To: wagglebee
I've always wondered if there wasn't a humane method of euthanizing soldiers critically wounded in battle during Roman times. It seems needlessly cruel to keep a valiant warrior alive and in extreme pain in a day when no medicine or anodynes were available and death was inevitable, whether it came quickly and mercifully or with grim delay.
5 posted on
02/23/2006 7:04:08 PM PST by
IronJack
To: IronJack
I've read that if you were victorious, your friends would help you, or help you die depending on the situation. If you were on the losing side it could be anything, for instance Native American women would often torture to death those men that were too weak to defend themselves, whereas healthier wounded could be brought home to entertain the whole tribe.
6 posted on
02/23/2006 7:38:09 PM PST by
ansel12
To: IronJack
They did break the legs of crucified criminals so they'd die sooner ... seems like it would fit that they'd also finish off wounded gladiators.
ann
7 posted on
02/23/2006 7:38:16 PM PST by
Cloverfarm
(Children are a blessing)
To: IronJack
I've always wondered if there wasn't a humane method of euthanizing soldiers critically wounded in battle during Roman times. It seems needlessly cruel to keep a valiant warrior alive and in extreme pain in a day when no medicine or anodynes were available and death was inevitable, whether it came quickly and mercifully or with grim delay.

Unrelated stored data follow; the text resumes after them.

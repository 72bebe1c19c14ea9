//! Conversion driver: parse the legacy token, rebuild both hash chains,
//! assemble the signature element.

use crate::domain::asn1::ContentInfo;
use crate::domain::constants::TLV_RFC3161_RECORD;
use crate::domain::hash::{HashAlgorithm, Imprint};
use crate::domain::tlv::TlvElement;
use crate::infra::error::ConvertResult;
use crate::services::aggregation_builder::AggregationChainBuilder;
use crate::services::assembler::{assemble, SignatureParts};
use crate::services::calendar_builder::CalendarChainBuilder;
use crate::services::extend::SignatureEncoder;
use std::io::Read;

/// Result of a conversion: the assembled signature element plus the
/// values a caller needs to verify or extend it.
#[derive(Debug, Clone)]
pub struct ConvertedSignature {
    signature: TlvElement,
    document_hash: Imprint,
    publication_time: u64,
    registration_time: u64,
    extended: bool,
}

impl ConvertedSignature {
    /// The assembled signature element.
    #[must_use]
    pub fn signature(&self) -> &TlvElement {
        &self.signature
    }

    /// Hash of the originally signed document, from the TSTInfo message
    /// imprint.
    #[must_use]
    pub fn document_hash(&self) -> &Imprint {
        &self.document_hash
    }

    #[must_use]
    pub fn publication_time(&self) -> u64 {
        self.publication_time
    }

    #[must_use]
    pub fn registration_time(&self) -> u64 {
        self.registration_time
    }

    /// False when the legacy token still carried its temporary PKI
    /// signature.
    #[must_use]
    pub fn is_extended(&self) -> bool {
        self.extended
    }

    /// The RFC 3161 record child of the signature element.
    #[must_use]
    pub fn rfc3161_record(&self) -> Option<&TlvElement> {
        self.signature.first_child_of_type(TLV_RFC3161_RECORD)
    }

    /// Serialise the signature element through a host SDK encoder.
    pub fn encode_with(&self, encoder: &dyn SignatureEncoder) -> ConvertResult<Vec<u8>> {
        encoder.encode(&self.signature)
    }
}

/// Converts one legacy token into a signature element.
pub struct SignatureConverter;

impl SignatureConverter {
    /// Read a DER-encoded legacy token from `input` and convert it.
    pub fn convert<R: Read>(input: &mut R) -> ConvertResult<ConvertedSignature> {
        let mut bytes = Vec::new();
        input.read_to_end(&mut bytes)?;
        Self::convert_bytes(&bytes)
    }

    /// Convert a DER-encoded legacy token.
    pub fn convert_bytes(bytes: &[u8]) -> ConvertResult<ConvertedSignature> {
        let content_info = ContentInfo::parse(bytes)?;
        let signed_data = content_info.content();
        let signer_info = signed_data.signer_info();
        let tst_info = signed_data.e_content();
        let time_signature = signer_info.signature();
        let publication_time = time_signature.published_data().publication_id();

        // The aggregation chain starts from the digest of the signed
        // attribute set in its SET form.
        let attrs_digest_algorithm = HashAlgorithm::by_oid(signer_info.digest_algorithm())?;
        let input_hash = attrs_digest_algorithm.hash(&[&signer_info.encoded_signed_attrs()]);
        log::debug!(
            "signed attributes hash to {} with {}",
            hex_digest(&input_hash),
            attrs_digest_algorithm.name()
        );

        let mut aggregation_builder = AggregationChainBuilder::new();
        aggregation_builder.set_input_stream(time_signature.location());
        aggregation_builder.set_input_hash(input_hash);
        let aggregation_chains = aggregation_builder.build()?;

        let mut calendar_builder = CalendarChainBuilder::new();
        calendar_builder.set_input_stream(time_signature.history());
        calendar_builder.set_input_hash(aggregation_chains.output_hash.clone());
        calendar_builder.set_publication_time(publication_time);
        let calendar_chain = calendar_builder.build()?;

        let registration_time = calendar_chain
            .first_child_of_type(0x2)
            .map(TlvElement::as_u64)
            .transpose()?
            .unwrap_or(0);

        let document_algorithm =
            HashAlgorithm::by_oid(tst_info.message_imprint().hash_algorithm())?;
        let document_hash =
            Imprint::new(document_algorithm, tst_info.message_imprint().hashed_message())?;

        let signature = assemble(SignatureParts {
            aggregation_chains: aggregation_chains.elements,
            calendar_chain,
            document_hash: &document_hash,
            attrs_digest_algorithm,
            tst_info,
            signer_info,
        })?;

        log::info!(
            "converted legacy token: publication time {publication_time}, registration time {registration_time}"
        );

        Ok(ConvertedSignature {
            signature,
            document_hash,
            publication_time,
            registration_time,
            extended: content_info.is_extended(),
        })
    }
}

fn hex_digest(imprint: &Imprint) -> String {
    imprint
        .digest()
        .iter()
        .map(|b| format!("{b:02x}"))
        .collect()
}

Field doctors were often better than you think in Roman times. Procopius, writing in the 6th century AD, describes a couple of soldiers, both Roman and Gothic, who had horrible injuries and yet survived. The Goth had received a dozen or so stab wounds and had lain under a pile of corpses outside Rome, but lived.
A terrible wound wasn't always a death sentence.
16 posted on
02/24/2006 8:47:11 AM PST by
Antoninus
(The only reason you're alive today is because your parents were pro-life.)